The downside of drawing images to synthesize stories is that you need to be able to draw. However, I have been assured by many story artists that the important component of "Story Artist" is "Story". A great storyteller who has little drawing ability can put together stick figure drawings and is able to move a viewer emotionally. Conversely, a technically great illustrator with no clear idea of story often just makes hollow pretty pictures.

Therefore, I believe great visual storytellers should be able to visually write without having the ability to draw. This is why we built Storyboarder. Initially, Storyboarder was built as a conventional storyboarding tool centered around illustration. Yet, computers have a great ability to render 3D scenes of environments, objects, and characters. So we built a tool that allows people to easily create scenes, pose characters and set up cameras so they can easily create images to tell stories.

Furthermore, you can put on a VR headset to create and manipulate the whole scene just as you would in a real set. It essentially allows you to write and direct a story on the fly.

Editing is very easy by going back into a scene and making changes.
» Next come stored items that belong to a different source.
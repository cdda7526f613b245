use serde::Deserialize;
use std::fs;
use std::path::Path;
use std::time::Duration;
use thiserror::Error;

#[derive(Debug, Error)]
pub enum ConfigError {
    #[error("Failed to read config file: {0}")]
    FileRead(#[from] std::io::Error),

    #[error("Failed to parse config file: {0}")]
    Parse(#[from] toml::de::Error),

    /// Required identifier or credential absent. Surfaced before any network
    /// call; an incomplete configuration must never look like an empty team.
    #[error("Missing required configuration: {0}")]
    Missing(&'static str),
}

/// Top-level configuration loaded from .team-pulse.toml.
///
/// Every field is optional or defaulted so the tool runs with zero config
/// plus the GITHUB_TOKEN / GITHUB_ORGANIZATION / GITHUB_TEAM_SLUG env vars.
#[derive(Debug, Clone, Default, Deserialize)]
pub struct Config {
    /// GitHub credential and team identifiers
    #[serde(default)]
    pub github: GithubConfig,

    /// Fetch and aggregation tuning
    #[serde(default)]
    pub fetch: FetchConfig,
}

#[derive(Debug, Clone, Default, Deserialize)]
pub struct GithubConfig {
    /// GitHub API token. If None, falls back to GITHUB_TOKEN env var.
    pub token: Option<String>,
    /// Organization login. Falls back to GITHUB_ORGANIZATION.
    pub organization: Option<String>,
    /// Team slug within the organization. Falls back to GITHUB_TEAM_SLUG.
    pub team_slug: Option<String>,
}

#[derive(Debug, Clone, Deserialize)]
#[serde(default)]
pub struct FetchConfig {
    /// Page size for the pull request endpoint, one page per repo-state pair.
    pub per_page: u32,
    /// Cap on concurrently in-flight repository fetches.
    pub max_concurrency: usize,
    /// Poll attempts for contributor stats before giving up.
    pub stats_retries: u32,
    /// Delay between contributor-stats polls, milliseconds.
    pub stats_retry_delay_ms: u64,
    /// What to do when one repository returns a malformed response during
    /// summary aggregation.
    pub on_malformed: MalformedPolicy,
}

impl Default for FetchConfig {
    fn default() -> Self {
        FetchConfig {
            per_page: 100,
            max_concurrency: 8,
            stats_retries: 5,
            stats_retry_delay_ms: 2000,
            on_malformed: MalformedPolicy::Skip,
        }
    }
}

impl FetchConfig {
    pub fn stats_retry_delay(&self) -> Duration {
        Duration::from_millis(self.stats_retry_delay_ms)
    }
}

/// Policy for a repository whose response body is not the expected array.
#[derive(Debug, Clone, Copy, Default, PartialEq, Eq, Deserialize)]
#[serde(rename_all = "lowercase")]
pub enum MalformedPolicy {
    /// Log a warning and drop that repository's contribution.
    #[default]
    Skip,
    /// Abort the whole summary.
    Fail,
}

/// Fully-resolved GitHub settings, constructed once at startup and passed by
/// reference into the client. Aggregation code never reads ambient env state.
#[derive(Debug, Clone)]
pub struct GithubSettings {
    pub token: String,
    pub organization: String,
    pub team_slug: String,
}

impl Config {
    /// Load configuration from .team-pulse.toml in the current directory.
    /// Returns default config if the file doesn't exist, then layers env
    /// vars over whatever the file left unset.
    pub fn load() -> Result<Config, ConfigError> {
        let path = Path::new(".team-pulse.toml");
        let mut config = if path.exists() {
            Self::load_from(path)?
        } else {
            Config::default()
        };

        env_fallback(&mut config.github.token, "GITHUB_TOKEN");
        env_fallback(&mut config.github.organization, "GITHUB_ORGANIZATION");
        env_fallback(&mut config.github.team_slug, "GITHUB_TEAM_SLUG");

        Ok(config)
    }

    /// Load from a specific path (useful for testing).
    pub fn load_from(path: &Path) -> Result<Config, ConfigError> {
        let contents = fs::read_to_string(path)?;
        let config = toml::from_str(&contents)?;
        Ok(config)
    }

    /// Resolve the credential and identifiers, failing with the first
    /// missing one.
    pub fn resolve(&self) -> Result<GithubSettings, ConfigError> {
        Ok(GithubSettings {
            token: self
                .github
                .token
                .clone()
                .ok_or(ConfigError::Missing("github.token (or GITHUB_TOKEN)"))?,
            organization: self.github.organization.clone().ok_or(ConfigError::Missing(
                "github.organization (or GITHUB_ORGANIZATION)",
            ))?,
            team_slug: self
                .github
                .team_slug
                .clone()
                .ok_or(ConfigError::Missing("github.team_slug (or GITHUB_TEAM_SLUG)"))?,
        })
    }
}

fn env_fallback(slot: &mut Option<String>, var: &str) {
    if slot.is_none() {
        if let Ok(value) = std::env::var(var) {
            *slot = Some(value);
        }
    }
}
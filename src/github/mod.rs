pub mod backoff;
#[cfg(test)]
pub mod testing;
pub mod types;

pub use backoff::{Backoff, FixedDelay};
pub use types::{PrState, RawPullRequest, Repository};

use async_trait::async_trait;
use serde::de::DeserializeOwned;
use std::sync::Arc;
use thiserror::Error;
use tracing::{debug, instrument};

use crate::config::GithubSettings;
use crate::stats::types::UserContributorStats;
use types::{RawContributorStats, RawRepository};

const API_BASE: &str = "https://api.github.com";
const USER_AGENT: &str = "team-pulse";

#[derive(Debug, Error)]
pub enum GithubError {
    /// Non-2xx, non-202 response from the GitHub API.
    #[error("GitHub API returned {status}: {body}")]
    Upstream { status: u16, body: String },

    /// The contributor-stats endpoint kept answering 202 until the retry
    /// budget ran out. The data may be available on a later run.
    #[error("contributor stats still not available after {attempts} attempts")]
    StatsNotReady { attempts: u32 },

    /// Response body was not the expected JSON array.
    #[error("malformed GitHub response: {0}")]
    MalformedResponse(String),

    #[error("GitHub API request failed: {0}")]
    Http(#[from] reqwest::Error),
}

/// A raw upstream response, before any status handling.
#[derive(Debug, Clone)]
pub struct ApiResponse {
    pub status: u16,
    pub body: String,
}

impl ApiResponse {
    pub fn is_success(&self) -> bool {
        (200..300).contains(&self.status)
    }
}

/// Transport over which API calls are issued. The production implementation
/// is reqwest; tests script responses through a mock.
#[async_trait]
pub trait Transport: Send + Sync {
    /// Issue a GET for `path_and_query` (relative to the API base) and
    /// return the status and body without interpreting either.
    async fn get(&self, path_and_query: &str) -> Result<ApiResponse, GithubError>;
}

/// Credentialed reqwest transport shared by all concurrent fetches.
pub struct HttpTransport {
    client: reqwest::Client,
    base_url: String,
    token: String,
}

impl HttpTransport {
    pub fn new(token: String) -> Self {
        HttpTransport {
            client: reqwest::Client::new(),
            base_url: API_BASE.to_string(),
            token,
        }
    }
}

#[async_trait]
impl Transport for HttpTransport {
    async fn get(&self, path_and_query: &str) -> Result<ApiResponse, GithubError> {
        let url = format!("{}{}", self.base_url, path_and_query);
        debug!(%url, "GET");
        let response = self
            .client
            .get(&url)
            .header("User-Agent", USER_AGENT)
            .header("Accept", "application/vnd.github+json")
            .bearer_auth(&self.token)
            .send()
            .await?;
        let status = response.status().as_u16();
        let body = response.text().await?;
        Ok(ApiResponse { status, body })
    }
}

/// Client for the three GitHub endpoints the pipeline consumes.
pub struct GithubClient {
    transport: Arc<dyn Transport>,
    organization: String,
    team_slug: String,
}

impl GithubClient {
    pub fn new(settings: &GithubSettings) -> Self {
        GithubClient {
            transport: Arc::new(HttpTransport::new(settings.token.clone())),
            organization: settings.organization.clone(),
            team_slug: settings.team_slug.clone(),
        }
    }

    #[cfg(test)]
    pub fn with_transport(transport: Arc<dyn Transport>, organization: &str, team_slug: &str) -> Self {
        GithubClient {
            transport,
            organization: organization.to_string(),
            team_slug: team_slug.to_string(),
        }
    }

    /// List the repositories owned by the configured team, in upstream order.
    #[instrument(skip(self), fields(org = %self.organization, team = %self.team_slug))]
    pub async fn team_repositories(&self) -> Result<Vec<Repository>, GithubError> {
        let path = format!("/orgs/{}/teams/{}/repos", self.organization, self.team_slug);
        let raw: Vec<RawRepository> = self.get_array(&path).await?;
        debug!(repos = raw.len(), "listed team repositories");
        Ok(raw.into_iter().map(Repository::from).collect())
    }

    /// Fetch one page of pull requests for `repository`.
    #[instrument(skip(self), fields(repo = %repository, state = %state))]
    pub async fn pull_requests(
        &self,
        repository: &str,
        state: PrState,
        per_page: u32,
    ) -> Result<Vec<RawPullRequest>, GithubError> {
        let path = format!(
            "/repos/{}/{}/pulls?state={}&per_page={}",
            self.organization, repository, state, per_page
        );
        let prs: Vec<RawPullRequest> = self.get_array(&path).await?;
        debug!(prs = prs.len(), "fetched pull requests");
        Ok(prs)
    }

    /// Fetch the weekly contributor series for `repository`, polling through
    /// 202 responses until the stats are ready or the backoff budget runs
    /// out. A non-202 failure aborts immediately without retrying.
    #[instrument(skip(self, backoff), fields(repo = %repository))]
    pub async fn contributor_stats(
        &self,
        repository: &str,
        backoff: &dyn Backoff,
    ) -> Result<Vec<UserContributorStats>, GithubError> {
        let path = format!("/repos/{}/{}/stats/contributors", self.organization, repository);
        let attempts = backoff.max_attempts();
        for attempt in 0..attempts {
            let response = self.transport.get(&path).await?;
            if response.status == 202 {
                // Stats are computed asynchronously upstream; 202 means
                // "still crunching", not an error.
                backoff.wait(attempt).await;
                continue;
            }
            if !response.is_success() {
                return Err(GithubError::Upstream {
                    status: response.status,
                    body: response.body,
                });
            }
            let raw: Vec<RawContributorStats> = parse_array(&response.body)?;
            debug!(entries = raw.len(), attempt, "contributor stats ready");
            return Ok(raw
                .into_iter()
                .filter_map(UserContributorStats::from_raw)
                .collect());
        }
        Err(GithubError::StatsNotReady { attempts })
    }

    async fn get_array<T: DeserializeOwned>(&self, path: &str) -> Result<Vec<T>, GithubError> {
        let response = self.transport.get(path).await?;
        if !response.is_success() {
            return Err(GithubError::Upstream {
                status: response.status,
                body: response.body,
            });
        }
        parse_array(&response.body)
    }
}

/// Parse a body that must be a JSON array. Anything else fails fast as
/// `MalformedResponse` rather than proceeding into classification.
fn parse_array<T: DeserializeOwned>(body: &str) -> Result<Vec<T>, GithubError> {
    let value: serde_json::Value =
        serde_json::from_str(body).map_err(|e| GithubError::MalformedResponse(e.to_string()))?;
    if !value.is_array() {
        return Err(GithubError::MalformedResponse(format!(
            "expected a JSON array, got: {}",
            truncated(body)
        )));
    }
    serde_json::from_value(value).map_err(|e| GithubError::MalformedResponse(e.to_string()))
}

fn truncated(body: &str) -> &str {
    let end = body
        .char_indices()
        .nth(200)
        .map(|(i, _)| i)
        .unwrap_or(body.len());
    &body[..end]
}
use chrono::{DateTime, Utc};
use serde::{Deserialize, Serialize};

/// A repository belonging to the configured team.
#[derive(Debug, Clone, Serialize, Deserialize)]
pub struct Repository {
    pub name: String,
    pub url: String,
}

/// Raw repository object as returned by the GitHub teams API.
/// Only the fields the pipeline needs are deserialized.
#[derive(Debug, Deserialize)]
pub struct RawRepository {
    pub name: String,
    pub html_url: String,
}

impl From<RawRepository> for Repository {
    fn from(raw: RawRepository) -> Self {
        Repository {
            name: raw.name,
            url: raw.html_url,
        }
    }
}

/// The author object attached to pull requests and contributor stats.
/// GitHub reports `null` for deleted ("ghost") accounts.
#[derive(Debug, Clone, Deserialize)]
pub struct RawAuthor {
    pub login: String,
}

/// Raw pull request as returned by `GET /repos/{org}/{repo}/pulls`.
///
/// `merged_at` implies `closed_at`: merged PRs are a subset of closed ones.
/// A PR with neither timestamp is open.
#[derive(Debug, Clone, Deserialize)]
pub struct RawPullRequest {
    pub user: Option<RawAuthor>,
    pub created_at: DateTime<Utc>,
    pub closed_at: Option<DateTime<Utc>>,
    pub merged_at: Option<DateTime<Utc>>,
}

/// One row of the contributor-stats response: weekly counts keyed by the
/// Unix timestamp of the week start.
#[derive(Debug, Clone, Deserialize)]
pub struct RawWeekStat {
    /// Week start, epoch seconds
    pub w: i64,
    /// Additions
    #[serde(default)]
    pub a: i64,
    /// Deletions
    #[serde(default)]
    pub d: i64,
    /// Commits
    #[serde(default)]
    pub c: i64,
}

/// Raw entry of `GET /repos/{org}/{repo}/stats/contributors`, one per author.
#[derive(Debug, Clone, Deserialize)]
pub struct RawContributorStats {
    pub total: i64,
    pub weeks: Vec<RawWeekStat>,
    pub author: Option<RawAuthor>,
}

/// Pull request state filter accepted by the GitHub pulls endpoint.
#[derive(Debug, Clone, Copy, PartialEq, Eq, clap::ValueEnum)]
pub enum PrState {
    Open,
    Closed,
    All,
}

impl PrState {
    pub fn as_str(self) -> &'static str {
        match self {
            PrState::Open => "open",
            PrState::Closed => "closed",
            PrState::All => "all",
        }
    }
}

impl std::fmt::Display for PrState {
    fn fmt(&self, f: &mut std::fmt::Formatter<'_>) -> std::fmt::Result {
        f.write_str(self.as_str())
    }
}

#[cfg(test)]
mod tests {
    use super::*;

    #[test]
    fn test_deserialize_raw_pull_request() {
        let json = r#"{
            "user": { "login": "alice" },
            "created_at": "2024-01-01T00:00:00Z",
            "closed_at": null,
            "merged_at": null,
            "title": "ignored extra field"
        }"#;
        let pr: RawPullRequest = serde_json::from_str(json).unwrap();
        assert_eq!(pr.user.unwrap().login, "alice");
        assert!(pr.closed_at.is_none());
        assert!(pr.merged_at.is_none());
    }

    #[test]
    fn test_deserialize_ghost_author() {
        let json = r#"{
            "user": null,
            "created_at": "2024-01-01T00:00:00Z"
        }"#;
        let pr: RawPullRequest = serde_json::from_str(json).unwrap();
        assert!(pr.user.is_none());
    }

    #[test]
    fn test_deserialize_contributor_stats() {
        let json = r#"{
            "total": 12,
            "weeks": [{ "w": 1000000, "a": 10, "d": 2, "c": 1 }],
            "author": { "login": "bob" }
        }"#;
        let stats: RawContributorStats = serde_json::from_str(json).unwrap();
        assert_eq!(stats.total, 12);
        assert_eq!(stats.weeks[0].w, 1_000_000);
        assert_eq!(stats.author.unwrap().login, "bob");
    }

    #[test]
    fn test_pr_state_as_str() {
        assert_eq!(PrState::Open.as_str(), "open");
        assert_eq!(PrState::Closed.as_str(), "closed");
        assert_eq!(PrState::All.as_str(), "all");
    }
}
There isn't a sense of loss of throwing away a drawing – there is a sense of productivity and creativity by incrementally making things better.

https://www.youtube.com/watch?v=31CdxnXAxiQ

"Film stories are still really rooted in theater. You're frequently stuck doing things that you could do much more poetically. The story has to be written for it and I'm not quite sure who would do it because writers don't write visual things." – Stanley Kubrick

With modern creative tools, it's now possible for writers to write visual things.
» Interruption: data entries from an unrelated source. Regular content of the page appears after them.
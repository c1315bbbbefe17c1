//! Resolution state machine for a single-assignment value.

use std::fmt;

use chrono::{DateTime, TimeDelta, Utc};
use serde::{Deserialize, Serialize};

use super::fault::Fault;

/// Resolution state.
///
/// State transitions:
/// - Pending -> Fulfilled
/// - Pending -> Rejected
///
/// Fulfilled and Rejected are terminal.
#[derive(Debug, Clone, Copy, PartialEq, Eq, Hash, Serialize, Deserialize)]
#[serde(rename_all = "snake_case")]
pub enum ResolutionState {
    Pending,
    Fulfilled,
    Rejected,
}

impl ResolutionState {
    pub fn is_terminal(self) -> bool {
        !matches!(self, ResolutionState::Pending)
    }
}

impl fmt::Display for ResolutionState {
    fn fmt(&self, f: &mut fmt::Formatter<'_>) -> fmt::Result {
        match self {
            ResolutionState::Pending => f.write_str("pending"),
            ResolutionState::Fulfilled => f.write_str("fulfilled"),
            ResolutionState::Rejected => f.write_str("rejected"),
        }
    }
}

/// Final outcome of a resolvable value, stamped with its resolution time.
#[derive(Debug, Clone)]
pub struct Resolution<T> {
    pub result: Result<T, Fault>,
    pub resolved_at: DateTime<Utc>,
}

impl<T> Resolution<T> {
    pub fn new(result: Result<T, Fault>, resolved_at: DateTime<Utc>) -> Self {
        Self {
            result,
            resolved_at,
        }
    }

    pub fn state(&self) -> ResolutionState {
        match self.result {
            Ok(_) => ResolutionState::Fulfilled,
            Err(_) => ResolutionState::Rejected,
        }
    }
}

/// Timing metadata handed to `on_timed` continuations.
#[derive(Debug, Clone, Copy, PartialEq, Eq)]
pub struct Timing {
    pub started_at: DateTime<Utc>,
    pub completed_at: DateTime<Utc>,
    pub duration: TimeDelta,
}

impl Timing {
    pub fn between(started_at: DateTime<Utc>, completed_at: DateTime<Utc>) -> Self {
        Self {
            started_at,
            completed_at,
            duration: completed_at - started_at,
        }
    }

    /// Duration in fractional seconds.
    pub fn duration_secs(&self) -> f64 {
        match self.duration.num_nanoseconds() {
            Some(nanos) => nanos as f64 / 1e9,
            // Only reachable for spans beyond ~292 years.
            None => self.duration.num_milliseconds() as f64 / 1e3,
        }
    }
}

#[cfg(test)]
mod tests {
    use super::*;
    use crate::error::WeftError;

    #[test]
    fn pending_is_the_only_open_state() {
        assert!(!ResolutionState::Pending.is_terminal());
        assert!(ResolutionState::Fulfilled.is_terminal());
        assert!(ResolutionState::Rejected.is_terminal());
    }

    #[test]
    fn resolution_reports_state_from_result() {
        let now = Utc::now();
        assert_eq!(Resolution::new(Ok(1), now).state(), ResolutionState::Fulfilled);
        let rejected: Resolution<i32> = Resolution::new(Err(WeftError::Abandoned.into()), now);
        assert_eq!(rejected.state(), ResolutionState::Rejected);
    }

    #[test]
    fn timing_duration_in_seconds() {
        let started_at = Utc::now();
        let completed_at = started_at + TimeDelta::milliseconds(2_250);
        let timing = Timing::between(started_at, completed_at);
        assert_eq!(timing.duration, TimeDelta::milliseconds(2_250));
        assert!((timing.duration_secs() - 2.25).abs() < 1e-9);
    }
}
//! Collects entries in memory, in write order.

use parking_lot::Mutex;

use crate::monitor::LogEntry;
use crate::ports::LogSink;

#[derive(Debug, Default)]
pub struct InMemorySink {
    entries: Mutex<Vec<LogEntry>>,
}

impl InMemorySink {
    pub fn new() -> Self {
        Self::default()
    }

    /// Snapshot of everything written so far.
    pub fn entries(&self) -> Vec<LogEntry> {
        self.entries.lock().clone()
    }

    pub fn len(&self) -> usize {
        self.entries.lock().len()
    }

    pub fn is_empty(&self) -> bool {
        self.entries.lock().is_empty()
    }

    pub fn clear(&self) {
        self.entries.lock().clear();
    }
}

impl LogSink for InMemorySink {
    fn write(&self, entry: LogEntry) {
        self.entries.lock().push(entry);
    }
}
So at this point, there is no reason why a visual storyteller should not be writing visually using a tool like Storyboarder or any other tool that works for them.

Importance of Play

All of the most creative things I've ever done have been by accident. I was trying something I didn't need to do because: why not? I was playing. With curiosity and wonder you take little low cost risks to see what will happen. You learn new things. Sometimes those things are fantastic. Sometimes you are the first person to discover something and often the first to discover it from your particular point of view.
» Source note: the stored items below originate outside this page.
//! Observation: a resolvable value bound to the executor its continuations
//! run on.
//!
//! Every continuation (`on_success`, `then`, `ensure`, ...) is registered
//! without blocking and its body is posted to the observation's own executor,
//! whichever thread did the resolving. Only `join`, `get` and `resolved_at`
//! block.
//!
//! Faults raised inside a transform (an `Err` return or a panic) are captured
//! and become the rejection of the derived observation. They never unwind
//! into the thread that resolved the source.

mod aggregate;
mod bridge;
mod observer;

pub use self::bridge::ObservationFuture;
pub use self::observer::Observer;

pub(crate) use self::aggregate::all;

use std::fmt;
use std::panic::{self, AssertUnwindSafe};
use std::sync::Arc;

use chrono::{DateTime, Utc};

use crate::domain::{Fault, ResolutionState, Timing};
use crate::executor::ExecutorHandle;
use crate::ports::{Clock, SystemClock};
use crate::resolvable::ResolvableValue;

/// Values that have an explicit "absent" sentinel, for `none_fallback`.
///
/// Only the sentinel counts: `Some(0)`, `Some(vec![])` or `""` are present.
pub trait Absent {
    fn is_absent(&self) -> bool;
}

impl<T> Absent for Option<T> {
    fn is_absent(&self) -> bool {
        self.is_none()
    }
}

impl Absent for serde_json::Value {
    fn is_absent(&self) -> bool {
        self.is_null()
    }
}

/// Run `block`, turning a panic into a `Fault`.
pub(crate) fn capture<T>(block: impl FnOnce() -> Result<T, Fault>) -> Result<T, Fault> {
    match panic::catch_unwind(AssertUnwindSafe(block)) {
        Ok(result) => result,
        Err(payload) => Err(Fault::from_panic(payload)),
    }
}

/// Resolve a derived observation's value. The target is always fresh, so a
/// conflict here is a bug; `complete` already logs it.
fn settle<T: Clone>(target: &ResolvableValue<T>, result: Result<T, Fault>) {
    let _ = target.complete(result);
}

pub struct Observation<T> {
    executor: ExecutorHandle,
    resolvable: ResolvableValue<T>,
    initialized_at: DateTime<Utc>,
    clock: Arc<dyn Clock>,
}

impl<T> Clone for Observation<T> {
    fn clone(&self) -> Self {
        Self {
            executor: self.executor.clone(),
            resolvable: self.resolvable.clone(),
            initialized_at: self.initialized_at,
            clock: Arc::clone(&self.clock),
        }
    }
}

impl<T> fmt::Debug for Observation<T> {
    fn fmt(&self, f: &mut fmt::Formatter<'_>) -> fmt::Result {
        f.debug_struct("Observation")
            .field("executor", &self.executor.name())
            .field("state", &self.resolvable.state())
            .field("initialized_at", &self.initialized_at)
            .finish()
    }
}

impl<T: Clone + Send + 'static> Observation<T> {
    pub fn new(
        executor: ExecutorHandle,
        resolvable: ResolvableValue<T>,
        initialized_at: DateTime<Utc>,
    ) -> Self {
        Self::with_clock(executor, resolvable, initialized_at, Arc::new(SystemClock))
    }

    /// `clock` stamps observations derived from this one.
    pub fn with_clock(
        executor: ExecutorHandle,
        resolvable: ResolvableValue<T>,
        initialized_at: DateTime<Utc>,
        clock: Arc<dyn Clock>,
    ) -> Self {
        Self {
            executor,
            resolvable,
            initialized_at,
            clock,
        }
    }

    /// Pending observation created now, resolved later through `resolvable()`.
    pub fn pending(executor: ExecutorHandle, clock: Arc<dyn Clock>) -> Self {
        let initialized_at = clock.now();
        let resolvable = ResolvableValue::deferred(Arc::clone(&clock));
        Self::with_clock(executor, resolvable, initialized_at, clock)
    }

    /// Run `block` on the calling thread and wrap its outcome.
    ///
    /// `initialized_at` is sampled right before `block` runs and
    /// `resolved_at` right after. A fault or panic in `block` is stored, not
    /// raised.
    pub fn immediate<F>(executor: ExecutorHandle, clock: Arc<dyn Clock>, block: F) -> Self
    where
        F: FnOnce() -> Result<T, Fault>,
    {
        let started_at = clock.now();
        let result = capture(block);
        let completed_at = clock.now();
        Self::with_clock(
            executor,
            ResolvableValue::constant(completed_at, result),
            started_at,
            clock,
        )
    }

    fn derive<U: Clone + Send + 'static>(&self) -> Observation<U> {
        Observation::pending(self.executor.clone(), Arc::clone(&self.clock))
    }

    pub fn executor(&self) -> &ExecutorHandle {
        &self.executor
    }

    pub fn resolvable(&self) -> &ResolvableValue<T> {
        &self.resolvable
    }

    pub fn initialized_at(&self) -> DateTime<Utc> {
        self.initialized_at
    }

    pub fn state(&self) -> ResolutionState {
        self.resolvable.state()
    }

    pub fn is_resolved(&self) -> bool {
        self.resolvable.is_resolved()
    }

    /// Run `f(value)` on the executor if this resolves successfully.
    pub fn on_success<F>(&self, f: F) -> &Self
    where
        F: FnOnce(T) + Send + 'static,
    {
        let executor = self.executor.clone();
        self.resolvable.add_observer(move |resolution| {
            if let Ok(value) = &resolution.result {
                let value = value.clone();
                executor.post(move || f(value));
            }
        });
        self
    }

    /// Run `f(fault)` on the executor if this is rejected.
    pub fn on_failure<F>(&self, f: F) -> &Self
    where
        F: FnOnce(Fault) + Send + 'static,
    {
        let executor = self.executor.clone();
        self.resolvable.add_observer(move |resolution| {
            if let Err(fault) = &resolution.result {
                let fault = fault.clone();
                executor.post(move || f(fault));
            }
        });
        self
    }

    pub fn on_complete<F>(&self, f: F) -> &Self
    where
        F: FnOnce(Result<T, Fault>) + Send + 'static,
    {
        let executor = self.executor.clone();
        self.resolvable.add_observer(move |resolution| {
            let result = resolution.result.clone();
            executor.post(move || f(result));
        });
        self
    }

    /// Run `f` with start/end timestamps and the outcome once resolved.
    pub fn on_timed<F>(&self, f: F) -> &Self
    where
        F: FnOnce(Timing, Result<T, Fault>) + Send + 'static,
    {
        let executor = self.executor.clone();
        let started_at = self.initialized_at;
        self.resolvable.add_observer(move |resolution| {
            let timing = Timing::between(started_at, resolution.resolved_at);
            let result = resolution.result.clone();
            executor.post(move || f(timing, result));
        });
        self
    }

    /// Block until resolved. The outcome is not inspected.
    pub fn join(&self) -> &Self {
        self.resolvable.wait();
        self
    }

    /// Block until resolved; the value, or the original fault.
    pub fn get(&self) -> Result<T, Fault> {
        self.resolvable.blocking_get()
    }

    /// Block until resolved; when it happened.
    pub fn resolved_at(&self) -> DateTime<Utc> {
        self.resolvable.wait().resolved_at
    }

    /// Chain a fallible transform. Faults skip `f` and pass through as-is.
    pub fn then<U, F>(&self, f: F) -> Observation<U>
    where
        U: Clone + Send + 'static,
        F: FnOnce(T) -> Result<U, Fault> + Send + 'static,
    {
        let next = self.derive::<U>();
        let target = next.resolvable.clone();
        self.on_complete(move |result| {
            let outcome = match result {
                Ok(value) => capture(|| f(value)),
                Err(fault) => Err(fault),
            };
            settle(&target, outcome);
        });
        next
    }

    /// Infallible `then`.
    pub fn map<U, F>(&self, f: F) -> Observation<U>
    where
        U: Clone + Send + 'static,
        F: FnOnce(T) -> U + Send + 'static,
    {
        self.then(move |value| Ok(f(value)))
    }

    /// Replace a fault with the value computed by `f`. Success passes through.
    pub fn fallback<F>(&self, f: F) -> Observation<T>
    where
        F: FnOnce(Fault) -> Result<T, Fault> + Send + 'static,
    {
        let next = self.derive::<T>();
        let target = next.resolvable.clone();
        self.on_complete(move |result| {
            let outcome = match result {
                Ok(value) => Ok(value),
                Err(fault) => capture(|| f(fault)),
            };
            settle(&target, outcome);
        });
        next
    }

    /// Substitute `default` for an absent value.
    pub fn none_fallback(&self, default: T) -> Observation<T>
    where
        T: Absent,
    {
        self.none_fallback_with(move || default)
    }

    /// Substitute `f()` for an absent value. Anything else, faults included,
    /// passes through.
    pub fn none_fallback_with<F>(&self, f: F) -> Observation<T>
    where
        T: Absent,
        F: FnOnce() -> T + Send + 'static,
    {
        let next = self.derive::<T>();
        let target = next.resolvable.clone();
        self.on_complete(move |result| {
            let outcome = match result {
                Ok(value) if value.is_absent() => capture(|| Ok(f())),
                other => other,
            };
            settle(&target, outcome);
        });
        next
    }

    /// Run `f` once resolved, whatever the outcome, then pass the outcome on.
    pub fn ensure<F>(&self, f: F) -> Observation<T>
    where
        F: FnOnce() + Send + 'static,
    {
        self.pass_through(move |_| f())
    }

    /// Run `f(value)` on success; the returned observation resolves with the
    /// original outcome after `f` ran (or was skipped).
    pub fn on_success_ensure<F>(&self, f: F) -> Observation<T>
    where
        F: FnOnce(T) + Send + 'static,
    {
        self.pass_through(move |result| {
            if let Ok(value) = result {
                f(value.clone());
            }
        })
    }

    /// Failure counterpart of `on_success_ensure`.
    pub fn on_failure_ensure<F>(&self, f: F) -> Observation<T>
    where
        F: FnOnce(Fault) + Send + 'static,
    {
        self.pass_through(move |result| {
            if let Err(fault) = result {
                f(fault.clone());
            }
        })
    }

    fn pass_through<F>(&self, side_effect: F) -> Observation<T>
    where
        F: FnOnce(&Result<T, Fault>) + Send + 'static,
    {
        let next = self.derive::<T>();
        let target = next.resolvable.clone();
        self.on_complete(move |result| {
            if let Err(fault) = capture(|| {
                side_effect(&result);
                Ok(())
            }) {
                tracing::error!(%fault, "ensure callback failed; passing original outcome on");
            }
            settle(&target, result);
        });
        next
    }
}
Keep the costs low and the creative risks high.

When creating or doing something takes a lot of effort or has a big expense, we don't take small risks. We make plans. We make plans to make plans. We often spend more time trying to mitigate the potential disasters of the plan than actually executing. This limits happy accidents. This limits risk taking. This limits play.

It's weird and sad how people don't play as they get older. Maybe it's because our bodies work slower. Maybe it's because we think we've already discovered everything. Maybe it's because we don't even remember the joy of discovery.

Is it possible to live in the world of your story? Is it possible to act the scene out?

When Walt Disney was developing the story of Snow White, he would grab a random employee from the halls and bring them to the theater. He would act out the full story of Snow White from his head. Every time was a little different. He would try different ideas and often improvise new ideas on the spot. He did this hundreds of times, coming up with tons of new ideas.

Why not play the story out hundreds of times? Improvise new ideas because: why not?

When the cost to try new ideas is low, and the technology and tooling blend into the background, you can reach a flow state. You are hyper focused on creation. You can try new things and you get immediate feedback. New ideas give you new ideas. The instant you have to wait for something, this is broken.

When creation feels like a game, the stakes are low. The barrier is low. The risks are easy to take. The art is better.

Collaboration

Creativity is reactive. No one synthesizes a completely original idea without prompt. The conversations between people are people reacting to each others ideas. A question is asked for clarification. A person responds with a new thought they'd never thought of before. Another person brings a fact or prior art into the conversation sparking new ideas.

Conversation and collaboration between people is an excellent tool for synthesizing new ideas.

Yet, recent story development is thought of as a solitary act. The sole writer creates a unique, idiosyncratic story with their own take on dramatic conflict.

A strong, unique point of view is absolutely necessary in a story. But why not benefit from multiple minds of similar style, interest and taste, each bringing their own strengths to the development of the story? With a strong central story director, the story can maintain the point of view, while incorporating the very best input from each writer.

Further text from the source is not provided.